ABSTRACT Nonpathogenic retroviruses of the Spumaretrovirinae subfamily can persist long term in the cytoplasm of infected cells, completing their life cycle only after the nuclear membrane dissolves at the time of cell division. Since the targeting of slowly dividing cancer cells remains an unmet need in oncolytic virotherapy, we constructed a replication-competent foamy virus vector (oFV) from the genomes of two chimpanzee simian foamy viruses (PAN1 and PAN2) and inserted a green fluorescent protein (GFP) transgene in place of the bel-2 open reading frame. oFV-GFP infected and propagated with slow kinetics in multiple human tumor cell lines, inducing a syncytial cytopathic effect. Infection of growth-arrested MRC5 cells was not productive, but oFV genomes persisted in the cytoplasm, and the productive viral life cycle resumed when cell division was later restored. In vivo, the virus propagated extensively in intraperitoneal ovarian cancer xenografts, slowing tumor growth, significantly prolonging survival of the treated mice, and sustaining GFP transgene expression for at least 45 days.
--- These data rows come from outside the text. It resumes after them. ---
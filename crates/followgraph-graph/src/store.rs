//! In-memory directed multigraph of accounts and `follows` edges.
//!
//! Vertices live in a dense vector indexed by `VertexHandle`; edges are
//! appended to a flat list with per-vertex adjacency lists of edge indices
//! for both directions.

use std::collections::{BTreeMap, HashMap};
use std::sync::atomic::{AtomicU64, Ordering};

use followgraph_core::{AttributeKey, EdgeLabel, ExternalId, VertexHandle};

/// Errors from graph store operations.
#[derive(Debug, thiserror::Error)]
pub enum GraphError {
    #[error("Vertex not found: {0}")]
    VertexNotFound(VertexHandle),

    #[error("Vertex handle {handle} was issued by store {owner}, not store {store}")]
    ForeignHandle {
        handle: VertexHandle,
        owner: u64,
        store: u64,
    },

    #[error("Invalid edge endpoint {handle}: store has {vertex_count} vertices")]
    InvalidHandle {
        handle: VertexHandle,
        vertex_count: usize,
    },
}

/// An account vertex.
#[derive(Debug, Clone)]
pub struct Vertex {
    pub handle: VertexHandle,
    /// Remote account id. Immutable and unique within the store.
    pub external_id: ExternalId,
    /// Only keys the remote service returned a non-null value for.
    pub attributes: BTreeMap<AttributeKey, String>,
}

/// A directed, labeled edge between two vertices.
#[derive(Debug, Clone, PartialEq, Eq)]
pub struct Edge {
    /// Dense edge index in insertion order.
    pub index: usize,
    pub source: VertexHandle,
    pub target: VertexHandle,
    pub label: EdgeLabel,
}

/// Map from external account id to the vertex that owns it.
#[derive(Debug, Default)]
pub struct IdentityIndex {
    by_external_id: HashMap<ExternalId, VertexHandle>,
}

impl IdentityIndex {
    pub fn get(&self, id: ExternalId) -> Option<VertexHandle> {
        self.by_external_id.get(&id).copied()
    }

    pub fn len(&self) -> usize {
        self.by_external_id.len()
    }

    pub fn is_empty(&self) -> bool {
        self.by_external_id.is_empty()
    }

    fn insert(&mut self, id: ExternalId, handle: VertexHandle) {
        self.by_external_id.insert(id, handle);
    }
}

static NEXT_STORE_ID: AtomicU64 = AtomicU64::new(1);

/// The follow graph built during one crawl.
///
/// Not synchronized: a store has exactly one writer at a time.
#[derive(Debug)]
pub struct GraphStore {
    id: u64,
    vertices: Vec<Vertex>,
    edges: Vec<Edge>,
    /// `outgoing[i]` = indices into `edges` whose source is vertex `i`.
    outgoing: Vec<Vec<usize>>,
    /// `incoming[i]` = indices into `edges` whose target is vertex `i`.
    incoming: Vec<Vec<usize>>,
    index: IdentityIndex,
}

impl Default for GraphStore {
    fn default() -> Self {
        Self::new()
    }
}

impl GraphStore {
    pub fn new() -> Self {
        Self {
            id: NEXT_STORE_ID.fetch_add(1, Ordering::Relaxed),
            vertices: Vec::new(),
            edges: Vec::new(),
            outgoing: Vec::new(),
            incoming: Vec::new(),
            index: IdentityIndex::default(),
        }
    }

    /// Process-unique id stamped into every handle this store issues.
    pub fn id(&self) -> u64 {
        self.id
    }

    /// Return the vertex for `id`, creating it with no attributes if this
    /// is the first time the id has been seen.
    pub fn get_or_create_vertex(&mut self, id: ExternalId) -> VertexHandle {
        if let Some(handle) = self.index.get(id) {
            return handle;
        }

        let handle = VertexHandle::new(self.id, self.vertices.len());
        self.vertices.push(Vertex {
            handle,
            external_id: id,
            attributes: BTreeMap::new(),
        });
        self.outgoing.push(Vec::new());
        self.incoming.push(Vec::new());
        self.index.insert(id, handle);

        tracing::trace!(external_id = %id, %handle, "Vertex created");
        handle
    }

    /// Append a directed edge. Parallel edges are allowed.
    pub fn add_edge(
        &mut self,
        source: VertexHandle,
        target: VertexHandle,
        label: EdgeLabel,
    ) -> Result<usize, GraphError> {
        self.check_handle(source)?;
        self.check_handle(target)?;

        let index = self.edges.len();
        self.edges.push(Edge {
            index,
            source,
            target,
            label,
        });
        self.outgoing[source.index()].push(index);
        self.incoming[target.index()].push(index);
        Ok(index)
    }

    /// Overwrite one attribute on an existing vertex.
    pub fn set_attribute(
        &mut self,
        handle: VertexHandle,
        key: AttributeKey,
        value: impl Into<String>,
    ) -> Result<(), GraphError> {
        self.check_owner(handle)?;
        let vertex = self
            .vertices
            .get_mut(handle.index())
            .ok_or(GraphError::VertexNotFound(handle))?;
        vertex.attributes.insert(key, value.into());
        Ok(())
    }

    /// Snapshot of every external id, in vertex creation order.
    pub fn vertex_ids(&self) -> Vec<ExternalId> {
        self.vertices.iter().map(|v| v.external_id).collect()
    }

    /// Look up an existing vertex without creating one.
    pub fn find_vertex(&self, id: ExternalId) -> Option<VertexHandle> {
        self.index.get(id)
    }

    pub fn vertex(&self, handle: VertexHandle) -> Option<&Vertex> {
        if handle.store() != self.id {
            return None;
        }
        self.vertices.get(handle.index())
    }

    /// All vertices in creation order.
    pub fn vertices(&self) -> &[Vertex] {
        &self.vertices
    }

    /// All edges in insertion order.
    pub fn edges(&self) -> &[Edge] {
        &self.edges
    }

    /// Outgoing edges of a vertex, in insertion order.
    pub fn out_edges(&self, handle: VertexHandle) -> impl Iterator<Item = &Edge> {
        self.adjacent(&self.outgoing, handle)
    }

    /// Incoming edges of a vertex, in insertion order.
    pub fn in_edges(&self, handle: VertexHandle) -> impl Iterator<Item = &Edge> {
        self.adjacent(&self.incoming, handle)
    }

    pub fn identity_index(&self) -> &IdentityIndex {
        &self.index
    }

    /// Number of vertices in the graph.
    pub fn vertex_count(&self) -> usize {
        self.vertices.len()
    }

    /// Number of edges in the graph.
    pub fn edge_count(&self) -> usize {
        self.edges.len()
    }

    fn adjacent<'a>(
        &'a self,
        lists: &'a [Vec<usize>],
        handle: VertexHandle,
    ) -> impl Iterator<Item = &'a Edge> {
        lists
            .get(handle.index())
            .filter(|_| handle.store() == self.id)
            .into_iter()
            .flatten()
            .map(move |&i| &self.edges[i])
    }

    fn check_owner(&self, handle: VertexHandle) -> Result<(), GraphError> {
        if handle.store() == self.id {
            Ok(())
        } else {
            Err(GraphError::ForeignHandle {
                handle,
                owner: handle.store(),
                store: self.id,
            })
        }
    }

    fn check_handle(&self, handle: VertexHandle) -> Result<(), GraphError> {
        self.check_owner(handle)?;
        if handle.index() < self.vertices.len() {
            Ok(())
        } else {
            Err(GraphError::InvalidHandle {
                handle,
                vertex_count: self.vertices.len(),
            })
        }
    }
}

#[cfg(test)]
mod tests {
    use super::*;

    #[test]
    fn test_get_or_create_returns_same_handle() {
        let mut store = GraphStore::new();
        let first = store.get_or_create_vertex(ExternalId(100));
        let second = store.get_or_create_vertex(ExternalId(100));

        assert_eq!(first, second);
        assert_eq!(store.vertex_count(), 1);
    }

    #[test]
    fn test_distinct_ids_create_distinct_vertices() {
        let mut store = GraphStore::new();
        let sequence = [5, 3, 5, 9, 3, 3, 1, 9, 5, 7];

        for id in sequence {
            store.get_or_create_vertex(ExternalId(id));
        }

        assert_eq!(store.vertex_count(), 5);
        assert_eq!(store.identity_index().len(), 5);
        assert_eq!(
            store.vertex_ids(),
            vec![ExternalId(5), ExternalId(3), ExternalId(9), ExternalId(1), ExternalId(7)]
        );
    }

    #[test]
    fn test_handles_follow_creation_order() {
        let mut store = GraphStore::new();
        let a = store.get_or_create_vertex(ExternalId(42));
        let b = store.get_or_create_vertex(ExternalId(7));

        assert_eq!(a.index(), 0);
        assert_eq!(b.index(), 1);
        assert_eq!(store.find_vertex(ExternalId(7)), Some(b));
        assert_eq!(store.find_vertex(ExternalId(8)), None);
    }

    #[test]
    fn test_parallel_edges_are_kept() {
        let mut store = GraphStore::new();
        let a = store.get_or_create_vertex(ExternalId(1));
        let b = store.get_or_create_vertex(ExternalId(2));

        store.add_edge(a, b, EdgeLabel::Follows).unwrap();
        store.add_edge(a, b, EdgeLabel::Follows).unwrap();

        assert_eq!(store.edge_count(), 2);
        assert_eq!(store.out_edges(a).count(), 2);
        assert_eq!(store.in_edges(b).count(), 2);
        assert_eq!(store.out_edges(b).count(), 0);
    }

    #[test]
    fn test_add_edge_rejects_out_of_range_handle() {
        let mut store = GraphStore::new();
        let a = store.get_or_create_vertex(ExternalId(1));
        let beyond = VertexHandle::new(store.id(), 5);

        let err = store.add_edge(a, beyond, EdgeLabel::Follows).unwrap_err();
        assert!(matches!(err, GraphError::InvalidHandle { vertex_count: 1, .. }));
        assert_eq!(store.edge_count(), 0);
    }

    #[test]
    fn test_add_edge_rejects_in_range_handle_from_other_store() {
        let mut other = GraphStore::new();
        let foreign = other.get_or_create_vertex(ExternalId(2));

        let mut store = GraphStore::new();
        let a = store.get_or_create_vertex(ExternalId(1));
        let b = store.get_or_create_vertex(ExternalId(2));
        store.get_or_create_vertex(ExternalId(3));
        assert_eq!(foreign.index(), 0);

        let err = store.add_edge(a, foreign, EdgeLabel::Follows).unwrap_err();
        assert!(matches!(err, GraphError::ForeignHandle { .. }));
        let err = store.add_edge(foreign, b, EdgeLabel::Follows).unwrap_err();
        assert!(matches!(err, GraphError::ForeignHandle { .. }));
        assert_eq!(store.edge_count(), 0);
        assert!(store.vertex(foreign).is_none());
        assert_eq!(store.out_edges(foreign).count(), 0);
    }

    #[test]
    fn test_set_attribute_rejects_handle_from_other_store() {
        let mut other = GraphStore::new();
        let foreign = other.get_or_create_vertex(ExternalId(9));

        let mut store = GraphStore::new();
        let own = store.get_or_create_vertex(ExternalId(1));

        let result = store.set_attribute(foreign, AttributeKey::Name, "x");
        assert!(matches!(result, Err(GraphError::ForeignHandle { .. })));
        assert!(store.vertex(own).unwrap().attributes.is_empty());
    }

    #[test]
    fn test_set_attribute_overwrites() {
        let mut store = GraphStore::new();
        let v = store.get_or_create_vertex(ExternalId(300));

        store.set_attribute(v, AttributeKey::Name, "Alice").unwrap();
        store.set_attribute(v, AttributeKey::Name, "Alice B.").unwrap();

        let vertex = store.vertex(v).unwrap();
        assert_eq!(vertex.attributes.len(), 1);
        assert_eq!(vertex.attributes[&AttributeKey::Name], "Alice B.");
    }

    #[test]
    fn test_set_attribute_on_stale_handle() {
        let mut store = GraphStore::new();
        let result = store.set_attribute(VertexHandle::new(store.id(), 3), AttributeKey::Name, "x");
        assert!(matches!(result, Err(GraphError::VertexNotFound(_))));
    }
}
//! Error types for the followgraph-crawl crate.
//!
//! Every variant aborts the run. Messages name the phase that failed.

use followgraph_core::{ExternalId, SourceError};
use followgraph_graph::{GraphError, SinkError};
use thiserror::Error;

use crate::crawler::Phase;

#[derive(Error, Debug)]
pub enum CrawlError {
    #[error("Ingesting failed: seed account not found: {screen_name}")]
    SeedNotFound { screen_name: String },

    #[error("{phase} failed: {source}")]
    Remote {
        phase: Phase,
        #[source]
        source: SourceError,
    },

    #[error(
        "Enriching failed: profile returned for {external_id} but no vertex exists for it"
    )]
    IndexInvariantViolation { external_id: ExternalId },

    #[error("{phase} failed: {source}")]
    Graph {
        phase: Phase,
        #[source]
        source: GraphError,
    },

    #[error("Exporting failed: {0}")]
    Sink(#[from] SinkError),

    #[error("Configuration error: {0}")]
    Config(String),
}

impl CrawlError {
    pub fn remote(phase: Phase, source: SourceError) -> Self {
        CrawlError::Remote { phase, source }
    }

    pub fn graph(phase: Phase, source: GraphError) -> Self {
        CrawlError::Graph { phase, source }
    }
}

impl From<config::ConfigError> for CrawlError {
    fn from(err: config::ConfigError) -> Self {
        CrawlError::Config(err.to_string())
    }
}

pub type Result<T> = std::result::Result<T, CrawlError>;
Our data indicate that oFV is a promising new replication-competent viral and gene delivery platform for efficient targeting of the most fundamental trait of cancer cells, their ability to sustain chronic proliferation. IMPORTANCE The infectivity of certain retroviruses is limited to dividing cells, which makes them attractive tools for targeting cancer cell proliferation. Previously developed replication-competent gammaretroviral vectors spread efficiently in rapidly dividing cancer cells, but not in cancer cells that divide more slowly. In contrast to rapidly proliferating transplantable mouse tumors, slow proliferation is a hallmark of human cancers and may have contributed to the clinical failure of the preclinically promising murine leukemia virus vector Toca 511, which failed to show efficacy in a phase 3 clinical trial in patients with glioblastoma. The studies presented in our manuscript show that oFV vectors are capable of persisting unintegrated in quiescent cells and resuming their life cycle once the cells start dividing again. This property of oFVs, together with their lack of pathogenicity and their ability to catalyze the fusion of infected cancer cells, makes them an attractive platform for further investigation.